In my experience it has rarely happened that a novitiate has felt any inconvenience on his first entrance into the bath. The practised bather is never disturbed from the beginning to the end of the process. But the beginner may, after the first quarter of an hour, or when the perspiration is coming forth in abundance, feel a little oppression, sometimes a little faintness, and sometimes a little increased action of the heart. Whenever this is the case he should step out of the Calidarium; if there be a Tepidarium he will go into it, if not, he may step into the Frigidarium. The uneasy feeling soon passes away, and then he should return to the Calidarium. He may do this as often as he likes, and with the most perfect safety; and with this hint it will be his own fault if he suffer any inconvenience whatever. The remedy is not so simple when, as sometimes happens, the fount of perspiration is as yet unopened, when the bather has never perspired, or to a very imperfect and trifling extent. Here, of course, the relief which is afforded to the system by perspiration is absent, and the bather may be seriously incommoded. He must not persist; force is antagonistic to the animal economy; he must succumb, and essay to bring about perspiration by the steady use of the vapour bath,—by such a bath, in fact, as the middle room of the Turkish bath. I know many persons who have never perspired, to whom the luxury of the bath is consequently lost. I know others who cannot perspire in dry air, but can do so in vapour. How frequently we are brought to reflect on the wisdom of the Turks, who have added so much vapour to their bath since they received it as an inheritance from the Romans.

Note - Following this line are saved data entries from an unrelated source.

//! Well-known values used in capability descriptors and config contexts
//!
//! Descriptors and contexts carry raw `u32`/`u16` codes so unknown values from
//! newer implementations pass through untouched. These constants name the
//! common ones.

/// Pack four ASCII bytes into a little-endian FourCC code.
///
/// ```rust
/// use mediadispatch_core::capabilities::constants::{codec, fourcc};
///
/// assert_eq!(fourcc(b"AVC "), codec::AVC);
/// assert_eq!(fourcc(b"NV12"), 0x3231_564E);
/// ```
pub const fn fourcc(code: &[u8; 4]) -> u32 {
    (code[0] as u32) | ((code[1] as u32) << 8) | ((code[2] as u32) << 16) | ((code[3] as u32) << 24)
}

/// Codec identifiers.
pub mod codec {
    use super::fourcc;

    pub const AVC: u32 = fourcc(b"AVC ");
    pub const HEVC: u32 = fourcc(b"HEVC");
    pub const MPEG2: u32 = fourcc(b"MPG2");
    pub const VC1: u32 = fourcc(b"VC1 ");
    pub const VP8: u32 = fourcc(b"VP8 ");
    pub const VP9: u32 = fourcc(b"VP9 ");
    pub const AV1: u32 = fourcc(b"AV1 ");
    pub const JPEG: u32 = fourcc(b"JPEG");
    pub const VVC: u32 = fourcc(b"VVC ");
}

/// Surface color formats.
pub mod color_format {
    use super::fourcc;

    pub const NV12: u32 = fourcc(b"NV12");
    pub const YV12: u32 = fourcc(b"YV12");
    pub const I420: u32 = fourcc(b"I420");
    pub const P010: u32 = fourcc(b"P010");
    pub const YUY2: u32 = fourcc(b"YUY2");
    pub const RGB4: u32 = fourcc(b"RGB4");
    pub const BGR4: u32 = fourcc(b"BGR4");
    pub const AYUV: u32 = fourcc(b"AYUV");
    pub const Y410: u32 = fourcc(b"Y410");
}

/// Video processing filter identifiers.
pub mod filter {
    use super::fourcc;

    pub const DENOISE: u32 = fourcc(b"DNIS");
    pub const SCALING: u32 = fourcc(b"SCLF");
    pub const COMPOSITE: u32 = fourcc(b"VCMP");
    pub const DEINTERLACING: u32 = fourcc(b"VPDI");
    pub const PROCAMP: u32 = fourcc(b"PAMP");
}

/// Implementation types (`Impl` property).
pub mod impl_type {
    pub const SOFTWARE: u32 = 0x0001;
    pub const HARDWARE: u32 = 0x0002;
}

/// Acceleration modes.
pub mod accel_mode {
    pub const NA: u32 = 0;
    pub const VIA_D3D9: u32 = 0x0200;
    pub const VIA_D3D11: u32 = 0x0300;
    pub const VIA_VAAPI: u32 = 0x0400;
    pub const VIA_VAAPI_DRM_RENDER_NODE: u32 = 0x0401;
    pub const VIA_VAAPI_DRM_MODESET: u32 = 0x0402;
    pub const VIA_VAAPI_GLX: u32 = 0x0403;
    pub const VIA_VAAPI_X11: u32 = 0x0404;
    pub const VIA_VAAPI_WAYLAND: u32 = 0x0405;
    pub const VIA_HDDLUNITE: u32 = 0x0500;
}

/// Memory resource types (`MemHandleType` properties).
pub mod mem_type {
    pub const SYSTEM_SURFACE: u32 = 1;
    pub const VA_SURFACE: u32 = 2;
    pub const VA_BUFFER: u32 = 3;
    pub const DX9_SURFACE: u32 = 4;
    pub const DX11_TEXTURE: u32 = 5;
    pub const DX12_RESOURCE: u32 = 6;
    pub const DMA_RESOURCE: u32 = 7;
}

/// Device handle types (`mfxHandleType` property).
pub mod handle_type {
    pub const D3D9_DEVICE_MANAGER: u32 = 1;
    pub const D3D11_DEVICE: u32 = 3;
    pub const VA_DISPLAY: u32 = 4;
    pub const VA_CONFIG_ID: u32 = 6;
    pub const VA_CONTEXT_ID: u32 = 7;
}

/// Vendor identifiers.
pub mod vendor {
    pub const INTEL: u32 = 0x8086;
}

How long shall I continue in the bath, says Amicus?—As long, my friend, as may be agreeable to yourself. You do not ask me how long you shall eat, nor how long you should sit at table. The instinct that tells you to place your knife and fork across your plate, must also direct you in finishing your bath. Something will depend, it is true, on the temperature, and the rapidity of the process of perspiration. If the temperature have been very agreeable, and perspiration slow, continuous, and efficient, you may pass the best part of an hour in the Calidarium. If it have been too hot, and the process untimely hurried, you must bring your enjoyment more speedily to an end.

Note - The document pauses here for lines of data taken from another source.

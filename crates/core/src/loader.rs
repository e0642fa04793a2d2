//! Candidate filtering across a session's config contexts
//!
//! A [`Loader`] owns the config contexts an application creates for one
//! session. Given the implementations discovered by the enumeration layer, it
//! keeps the ones that pass [`validate`] and reports why the others failed.

use serde::{Deserialize, Serialize};

use crate::capabilities::{
    validate, ConfigContext, ImplDescription, ImplementedFunctions, LibraryKind, SpecialConfig,
};
use crate::Result;

/// One discovered implementation.
#[derive(Debug, Clone, PartialEq, Serialize, Deserialize)]
pub struct Candidate {
    /// Display name (library file or implementation name)
    pub name: String,
    /// Library kind, `vpl` unless stated otherwise
    #[serde(default)]
    pub kind: LibraryKind,
    /// Self-reported capabilities
    #[serde(default)]
    pub description: ImplDescription,
    /// Exported entry points, if the implementation reports them
    #[serde(default)]
    pub functions: Option<ImplementedFunctions>,
}

impl Candidate {
    /// Create a VPL candidate without a function list.
    pub fn new(name: impl Into<String>, description: ImplDescription) -> Self {
        Self {
            name: name.into(),
            kind: LibraryKind::Vpl,
            description,
            functions: None,
        }
    }

    /// Set the library kind.
    pub fn with_kind(mut self, kind: LibraryKind) -> Self {
        self.kind = kind;
        self
    }

    /// Set the implemented function list.
    pub fn with_functions(mut self, functions: ImplementedFunctions) -> Self {
        self.functions = Some(functions);
        self
    }
}

/// An accepted candidate.
#[derive(Debug, Clone, PartialEq, Eq, Serialize)]
pub struct Negotiated {
    /// Position in the candidate list passed to [`Loader::filter`]
    pub index: usize,
    /// Candidate name
    pub name: String,
    /// Values for finishing initialization
    pub special: SpecialConfig,
}

/// Owner of a session's config contexts.
#[derive(Debug, Clone, Default)]
pub struct Loader {
    configs: Vec<ConfigContext>,
}

impl Loader {
    /// Create a loader with no config contexts.
    pub fn new() -> Self {
        Self::default()
    }

    /// Append a new, empty config context and return it for filling in.
    pub fn create_config(&mut self) -> &mut ConfigContext {
        self.configs.push(ConfigContext::new());
        let index = self.configs.len() - 1;
        &mut self.configs[index]
    }

    /// Config contexts in creation order.
    pub fn configs(&self) -> &[ConfigContext] {
        &self.configs
    }

    /// Check one candidate against every config context.
    pub fn negotiate(&self, candidate: &Candidate) -> Result<SpecialConfig> {
        validate(
            &candidate.description,
            candidate.functions.as_ref(),
            &self.configs,
            candidate.kind,
        )
    }

    /// Keep the candidates that satisfy every config context, in order.
    ///
    /// Rejections are logged, not returned.
    pub fn filter(&self, candidates: &[Candidate]) -> Vec<Negotiated> {
        let mut accepted = Vec::new();

        for (index, candidate) in candidates.iter().enumerate() {
            match self.negotiate(candidate) {
                Ok(special) => {
                    tracing::info!("Accepted implementation '{}'", candidate.name);
                    accepted.push(Negotiated {
                        index,
                        name: candidate.name.clone(),
                        special,
                    });
                }
                Err(e) => {
                    tracing::info!("Rejected implementation '{}': {}", candidate.name, e);
                }
            }
        }

        tracing::debug!(
            "{} of {} implementation(s) match {} config(s)",
            accepted.len(),
            candidates.len(),
            self.configs.len()
        );
        accepted
    }
}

We shall suppose that our friends have enjoyed their bath, and have agreeably spent three-quarters of an hour in the Calidarium:—the skin is now warm and moist, and the whole frame, its muscles and its joints, are softened and relaxed. This is the proper state and period, for those operations on the muscles and joints which are called SHAMPOOING. But as the art of shampooing is unknown in this country, or, if attempted, is practised only in the public baths, we must be contented in our private bath to pass over that process, the SECOND of the bath, and betake ourselves to that which follows, the rolling or peeling of the scarf-skin.

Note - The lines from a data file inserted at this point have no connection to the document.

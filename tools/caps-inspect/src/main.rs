//! MediaDispatch Inspect - inspect capability negotiation from the command line
//!
//! # Usage
//!
//! ```bash
//! # Filter the candidates of a negotiation manifest
//! mediadispatch-inspect negotiate ./session.yaml
//!
//! # Include rejected candidates and their reasons
//! mediadispatch-inspect negotiate ./session.yaml --all
//!
//! # Resolve a property path
//! mediadispatch-inspect resolve mfxImplDescription.mfxDeviceDescription.DeviceID --type ptr
//!
//! # Parse a device id string
//! mediadispatch-inspect device-id 46a6/0
//! ```

use anyhow::{Context, Result};
use clap::{Parser, Subcommand, ValueEnum};
use mediadispatch_core::capabilities::{parse_device_id, resolve_property, ScalarType, SpecialConfig};
use mediadispatch_core::manifest::NegotiationManifest;
use serde::Serialize;
use std::path::{Path, PathBuf};
use tracing_subscriber::{fmt, prelude::*, EnvFilter};

/// MediaDispatch Inspect - inspect capability negotiation
#[derive(Parser)]
#[command(name = "mediadispatch-inspect")]
#[command(author, version)]
#[command(about = "Resolve property paths and run negotiation manifests")]
struct Args {
    /// Increase verbosity (-v, -vv, -vvv)
    #[arg(short, long, action = clap::ArgAction::Count, global = true)]
    verbose: u8,

    #[command(subcommand)]
    command: Command,
}

#[derive(Subcommand)]
enum Command {
    /// Run a negotiation manifest and print the accepted candidates
    Negotiate {
        /// Path to the manifest (.json, .yaml or .yml)
        manifest: PathBuf,

        /// Also list rejected candidates with the rejection reason
        #[arg(long)]
        all: bool,
    },

    /// Resolve a property path to its schema entry
    Resolve {
        /// Dotted property path
        path: String,

        /// Type of the value that would be stored
        #[arg(short, long, value_enum, default_value_t = ValueType::U32)]
        r#type: ValueType,
    },

    /// Parse a device id string ("46a6" or "46a6/0")
    DeviceId {
        /// Device id text
        text: String,
    },
}

#[derive(Clone, Copy, ValueEnum)]
enum ValueType {
    U16,
    U32,
    Ptr,
}

impl From<ValueType> for ScalarType {
    fn from(value: ValueType) -> Self {
        match value {
            ValueType::U16 => ScalarType::U16,
            ValueType::U32 => ScalarType::U32,
            ValueType::Ptr => ScalarType::Ptr,
        }
    }
}

/// Outcome for one candidate in `negotiate --all`.
#[derive(Serialize)]
struct CandidateReport {
    index: usize,
    name: String,
    accepted: bool,
    #[serde(skip_serializing_if = "Option::is_none")]
    special: Option<SpecialConfig>,
    #[serde(skip_serializing_if = "Option::is_none")]
    reason: Option<String>,
}

fn main() -> Result<()> {
    let args = Args::parse();

    // Setup logging
    let filter = match args.verbose {
        0 => "warn",
        1 => "info",
        2 => "debug",
        _ => "trace",
    };
    tracing_subscriber::registry()
        .with(fmt::layer().with_writer(std::io::stderr))
        .with(EnvFilter::try_from_default_env().unwrap_or_else(|_| filter.into()))
        .init();

    match args.command {
        Command::Negotiate { manifest, all } => negotiate(&manifest, all),
        Command::Resolve { path, r#type } => resolve(&path, r#type.into()),
        Command::DeviceId { text } => device_id(&text),
    }
}

fn negotiate(path: &Path, all: bool) -> Result<()> {
    let manifest = NegotiationManifest::from_path(path)
        .with_context(|| format!("Failed to load manifest {}", path.display()))?;
    let loader = manifest
        .build_loader()
        .context("Failed to build config contexts")?;

    tracing::info!(
        "Negotiating {} candidate(s) against {} config(s)",
        manifest.candidates.len(),
        loader.configs().len()
    );

    if !all {
        let accepted = loader.filter(&manifest.candidates);
        return print_json(&accepted);
    }

    let reports: Vec<CandidateReport> = manifest
        .candidates
        .iter()
        .enumerate()
        .map(|(index, candidate)| match loader.negotiate(candidate) {
            Ok(special) => CandidateReport {
                index,
                name: candidate.name.clone(),
                accepted: true,
                special: Some(special),
                reason: None,
            },
            Err(e) => CandidateReport {
                index,
                name: candidate.name.clone(),
                accepted: false,
                special: None,
                reason: Some(e.to_string()),
            },
        })
        .collect();
    print_json(&reports)
}

fn resolve(path: &str, value_type: ScalarType) -> Result<()> {
    let id = resolve_property(path, value_type)
        .with_context(|| format!("Cannot resolve '{}' for a {} value", path, value_type))?;

    print_json(&serde_json::json!({
        "property": id.name(),
        "index": id.index(),
        "type": id.scalar_type(),
        "kind": id.kind().as_str(),
        "category": format!("{:?}", id.category()),
    }))
}

fn device_id(text: &str) -> Result<()> {
    let parsed = parse_device_id(text)
        .with_context(|| format!("'{}' is not a valid device id", text))?;
    print_json(&parsed)
}

fn print_json<T: Serialize>(value: &T) -> Result<()> {
    let json = serde_json::to_string_pretty(value).context("Failed to serialize output")?;
    println!("{}", json);
    Ok(())
}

We cannot, however, wholly pass by the process of shampooing without a cursory glance at the nature of the operation and the manner of its performance. In the inner room of the Turkish bath, we have, following the description of Mr. Urquhart, seen the bather laid upon his back, on the marble platform under the centre of the dome, his mantle converted into a sheet to protect him from the heat of the marble, and his turban placed beneath his head in the guise of a pillow. The shampooer, or tellak as he is termed—and to perform the operation properly there should be two,—"kneels at your side, and bending over, grips and presses your chest, arms, and legs, passing from part to part, like a bird shifting its place on a perch. He brings his whole weight on you with a jerk, follows the line of muscle with anatomical thumb, draws the open hand strongly over the surface, particularly round the shoulder, turning you half up in so doing; stands with his feet on the thighs and on the chest, and slips down the ribs; then up again three times; and, lastly, doubling your arms one after the other on the chest, pushes with both hands down, beginning at the elbow, and then, putting an arm under the back and applying his chest to your crossed elbows, rolls on you across till you crack. You are now turned on your face, and, in addition to the operation above described he works his elbow round the edges of your shoulder-blade, and with the heel plies hard the angle of the neck; he concludes by hauling the body half up by each arm successively, while he stands with one foot on the opposite thigh. You are then raised for a moment to a sitting posture, and a contortion given to the small of the back with the knee, and a jerk to the neck by the two hands holding the temples."
At Dar el Baida Mr. Urquhart enjoyed the opportunity of "examining a public bath of the Moors belonging to their good times. The disposition varies from that of the ancient Thermæ and the modern Hamâms. The grand and noble portion of the Turkish and the ancient bath was a dome, open to the heavens in the centre." Such a dome, without the opening in the centre, exists in the Moorish bath, but it is the inner and not the outer apartment. "The vault has deep ribs in the fashion of a clam shell, and is supported upon columns with horse-shoe arches spreading between. Instead of a system of flues through the walls, only one passed through the centre under the floor. To get at it, I had to break through the pavement of beaten mortar covering a slab of marble. It was nearly filled up with a deposit, partly of soot and partly of earthy matter, which I imagined to be the residuum of gazul." The examination of this bath awakened a desire to experience the process of the bath as practised among this ancient people. There was a bath in the house of the Governor of the province, but the Governor was away, and it was not until Mr. Urquhart had sustained a long religious argument with the Caid, that he was permitted to complete his experience. His bath attendant and shampooer was the sub-governor; and the occurrence was to be kept secret from the inhabitants of the town on religious grounds. This may explain, perhaps, the roughness of the receptions which Mr. Urquhart met with, and the absence of those refinements and comforts which commonly belong to the Eastern bath.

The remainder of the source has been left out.